(Required work) Among the entries below, find the lines holding "helper" and copy them.

(Saved data entries)
*** Block opens ***

impl MemoryQuarantineRepository {
    pub fn new() -> Self {
        Self::default()
    }

    /// Test helper: all entries, unfiltered.
    pub fn all(&self) -> Vec<QuarantineEntry> {
        lock(&self.rows).values().cloned().collect()
    }
}

#[async_trait]
impl QuarantineRepository for MemoryQuarantineRepository {
    async fn push_deduplicated(&self, entry: NewQuarantineEntry) -> Result<Option<Uuid>> {
        let fingerprint = payload_fingerprint(&entry.payload);
        let mut rows = lock(&self.rows);

        if rows
            .values()
            .any(|row| !row.resolved && row.fingerprint == fingerprint)
        {
            return Ok(None);
        }

        let id = new_v7();
        rows.insert(
            id,
            QuarantineEntry {
                id,
                entity_type: entry.entity_type,
                entity_ref: entry.entity_ref,
                reason: entry.reason,
                payload: entry.payload,
                competing_values: entry.competing_values,
                duplicate_candidates: entry.duplicate_candidates,
                fingerprint,
                resolved: false,
                action: None,
                notes: None,
                resolved_by: None,
                created_at: Utc::now(),
                resolved_at: None,
            },
        );
        Ok(Some(id))
    }

    async fn resolve(
        &self,
        id: Uuid,
        action: ResolutionAction,
        actor: &str,
        notes: Option<&str>,
    ) -> Result<bool> {
        let mut rows = lock(&self.rows);
        match rows.get_mut(&id) {
            Some(row) if !row.resolved => {
                row.resolved = true;
                row.action = Some(action);
                row.resolved_by = Some(actor.to_string());
                row.notes = notes.map(String::from);
                row.resolved_at = Some(Utc::now());
                Ok(true)
            }
            _ => Ok(false),
        }
    }

    async fn list_pending(&self, limit: i64, offset: i64) -> Result<Vec<QuarantineEntry>> {
        let mut pending: Vec<QuarantineEntry> = lock(&self.rows)
            .values()
            .filter(|row| !row.resolved)
            .cloned()
            .collect();
        pending.sort_by_key(|row| row.created_at);
        Ok(pending
            .into_iter()
            .skip(offset.max(0) as usize)
            .take(limit.max(0) as usize)
            .collect())
    }

    async fn get(&self, id: Uuid) -> Result<Option<QuarantineEntry>> {
        Ok(lock(&self.rows).get(&id).cloned())
    }

    async fn pending_count(&self) -> Result<i64> {
        Ok(lock(&self.rows).values().filter(|row| !row.resolved).count() as i64)
    }
}

// =============================================================================
// PROVENANCE
// =============================================================================

type ProvenanceKey = (String, String, String);

/// In-memory [`ProvenanceRepository`].
#[derive(Default)]
pub struct MemoryProvenanceRepository {
    rows: Mutex<HashMap<ProvenanceKey, FieldProvenance>>,
}

impl MemoryProvenanceRepository {
    pub fn new() -> Self {
        Self::default()
    }
}

#[async_trait]
impl ProvenanceRepository for MemoryProvenanceRepository {
    async fn upsert(&self, write: &FieldWrite) -> Result<bool> {
        let key = (
            write.entity_type.clone(),
            write.entity_id.clone(),
            write.field_name.clone(),
        );
        let now = Utc::now();
        let mut rows = lock(&self.rows);

        match rows.get_mut(&key) {
            Some(row) if row.locked => Ok(false),
            Some(row) => {
                row.source_name = write.source_name.clone();
                row.source_record_id = write.source_record_id.clone();
                row.source_url = write.source_url.clone();
                row.confidence = write.confidence;
                row.trust_weight = write.trust_weight;
                row.license = write.license.clone();
                row.fetched_at = now;
                row.updated_at = now;
                Ok(true)
            }
            None => {
                rows.insert(
                    key,
                    FieldProvenance {
                        id: new_v7(),
                        entity_type: write.entity_type.clone(),
                        entity_id: write.entity_id.clone(),
                        field_name: write.field_name.clone(),
                        source_name: write.source_name.clone(),
                        source_record_id: write.source_record_id.clone(),
                        source_url: write.source_url.clone(),
                        confidence: write.confidence,
                        trust_weight: write.trust_weight,
                        license: write.license.clone(),
                        locked: false,
                        locked_by: None,
                        lock_reason: None,
                        fetched_at: now,
                        updated_at: now,
                    },
                );
                Ok(true)
            }
        }
    }

    async fn get(
        &self,
        entity_type: &str,
        entity_id: &str,
        field_name: &str,
    ) -> Result<Option<FieldProvenance>> {
        let key = (
            entity_type.to_string(),
            entity_id.to_string(),
            field_name.to_string(),
        );
        Ok(lock(&self.rows).get(&key).cloned())
    }

    async fn for_entity(
        &self,
        entity_type: &str,
        entity_id: &str,
    ) -> Result<Vec<FieldProvenance>> {
        let mut all: Vec<FieldProvenance> = lock(&self.rows)
            .values()
            .filter(|row| row.entity_type == entity_type && row.entity_id == entity_id)
            .cloned()
            .collect();
        all.sort_by(|a, b| a.field_name.cmp(&b.field_name));
        Ok(all)
    }

    async fn by_source(&self, source_name: &str, limit: i64) -> Result<Vec<FieldProvenance>> {
        let mut all: Vec<FieldProvenance> = lock(&self.rows)
            .values()
            .filter(|row| row.source_name == source_name)
            .cloned()
            .collect();
        all.sort_by(|a, b| b.updated_at.cmp(&a.updated_at));
        all.truncate(limit.max(0) as usize);
        Ok(all)
    }

    async fn lock(
        &self,
        entity_type: &str,
        entity_id: &str,
        field_name: &str,
        actor: &str,
        reason: Option<&str>,
    ) -> Result<()> {
        let key = (
            entity_type.to_string(),
            entity_id.to_string(),
            field_name.to_string(),
        );
        let mut rows = lock(&self.rows);
        let row = rows.get_mut(&key).ok_or_else(|| {
            Error::NotFound(format!("provenance {entity_type}/{entity_id}/{field_name}"))
        })?;
        row.locked = true;
        row.locked_by = Some(actor.to_string());
        row.lock_reason = reason.map(String::from);
        row.updated_at = Utc::now();
        Ok(())
    }

    async fn unlock(&self, entity_type: &str, entity_id: &str, field_name: &str) -> Result<()> {
        let key = (
            entity_type.to_string(),
            entity_id.to_string(),
            field_name.to_string(),
        );
        let mut rows = lock(&self.rows);
        let row = rows.get_mut(&key).ok_or_else(|| {
            Error::NotFound(format!("provenance {entity_type}/{entity_id}/{field_name}"))
        })?;
        row.locked = false;
        row.locked_by = None;
        row.lock_reason = None;
        row.updated_at = Utc::now();
        Ok(())
    }
}

// =============================================================================
// AUDIT
// =============================================================================

/// In-memory [`AuditRepository`] with failure injection, for verifying
/// that audit writes stay best-effort.
#[derive(Default)]
pub struct MemoryAuditRepository {
    events: Mutex<Vec<AuditEvent>>,
    fail_appends: AtomicBool,
}

impl MemoryAuditRepository {
    pub fn new() -> Self {
        Self::default()
    }

    /// Make every subsequent append fail.
    pub fn fail_appends(&self, fail: bool) {
        self.fail_appends.store(fail, Ordering::SeqCst);
    }

    /// Test helper: all recorded events.
    pub fn all(&self) -> Vec<AuditEvent> {
        lock(&self.events).clone()
    }
}

#[async_trait]
impl AuditRepository for MemoryAuditRepository {
    async fn append(&self, kind: AuditEventKind, job_name: &str, detail: JsonValue) -> Result<()> {
        if self.fail_appends.load(Ordering::SeqCst) {
            return Err(Error::Internal("audit store unavailable".to_string()));
        }
        lock(&self.events).push(AuditEvent {
            id: new_v7(),
            kind,
            job_name: job_name.to_string(),
            detail,
            created_at: Utc::now(),
        });
        Ok(())
    }

    async fn list(
        &self,
        kind: Option<AuditEventKind>,
        job_name: Option<&str>,
        limit: i64,
    ) -> Result<Vec<AuditEvent>> {
        let mut all: Vec<AuditEvent> = lock(&self.events)
            .iter()
            .filter(|event| {
                kind.map(|k| event.kind == k).unwrap_or(true)
                    && job_name.map(|name| event.job_name == name).unwrap_or(true)
            })
            .cloned()
            .collect();
        all.reverse();
        all.truncate(limit.max(0) as usize);
        Ok(all)
    }
}

// =============================================================================
// RETENTION
// =============================================================================

/// In-memory [`RetentionRepository`] tracking policies and proofs only;
/// the "tables" are counters of expired rows set by tests.
#[derive(Default)]
pub struct MemoryRetentionRepository {
    policies: Mutex<HashMap<String, i32>>,
    expired: Mutex<HashMap<String, i64>>,
    proofs: Mutex<Vec<PurgeProof>>,
}

impl MemoryRetentionRepository {
    pub fn new() -> Self {
        let repo = Self::default();
        {
            let mut policies = lock(&repo.policies);
            policies.insert(
                "ingest_batch_metric".to_string(),
                defaults::RETENTION_BATCH_METRIC_DAYS,
            );
            policies.insert("ingest_audit".to_string(), defaults::RETENTION_AUDIT_DAYS);
            policies.insert(
                "dead_letter".to_string(),
                defaults::RETENTION_DEAD_LETTER_DAYS,
            );
        }
        repo
    }

    /// Test helper: pretend `count` rows of a table are past retention.
    pub fn set_expired(&self, table_name: &str, count: i64) {
        lock(&self.expired).insert(table_name.to_string(), count);
    }
}

#[async_trait]
impl RetentionRepository for MemoryRetentionRepository {
    async fn policies(&self) -> Result<Vec<RetentionPolicy>> {
        let mut all: Vec<RetentionPolicy> = lock(&self.policies)
            .iter()
            .map(|(table_name, days)| RetentionPolicy {
                table_name: table_name.clone(),
                days_to_keep: *days,
            })
            .collect();
        all.sort_by(|a, b| a.table_name.cmp(&b.table_name));
        Ok(all)
    }

    async fn set_policy(&self, table_name: &str, days_to_keep: i32) -> Result<()> {
        if days_to_keep < 1 {
            return Err(Error::InvalidInput(
                "days_to_keep must be at least 1".to_string(),
            ));
        }
        lock(&self.policies).insert(table_name.to_string(), days_to_keep);
        Ok(())
    }

    async fn purge(&self, table_name: &str, operator: &str) -> Result<Option<PurgeProof>> {
        let days = *lock(&self.policies)
            .get(table_name)
            .ok_or_else(|| Error::NotFound(format!("retention policy for {table_name}")))?;

        let purged = lock(&self.expired).remove(table_name).unwrap_or(0);
        if purged == 0 {
            return Ok(None);
        }

        let proof = PurgeProof {
            id: new_v7(),
            table_name: table_name.to_string(),
            records_purged: purged,
            cutoff: Utc::now() - chrono::Duration::days(i64::from(days)),
            operator: operator.to_string(),
            created_at: Utc::now(),
        };
        lock(&self.proofs).push(proof.clone());
        Ok(Some(proof))
    }

    async fn proofs(&self, table_name: Option<&str>, limit: i64) -> Result<Vec<PurgeProof>> {
        let mut all: Vec<PurgeProof> = lock(&self.proofs)
            .iter()
            .filter(|proof| table_name.map(|t| proof.table_name == t).unwrap_or(true))
            .cloned()
            .collect();
        all.reverse();
        all.truncate(limit.max(0) as usize);
        Ok(all)
    }
}

// =============================================================================
// ENTITY STORE & SOURCE ADAPTER
// =============================================================================

type EntityKey = (String, String);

*** Block closes ***

(Output of the task)
    /// Test helper: all entries, unfiltered.
    /// Test helper: all recorded events.
    /// Test helper: pretend `count` rows of a table are past retention.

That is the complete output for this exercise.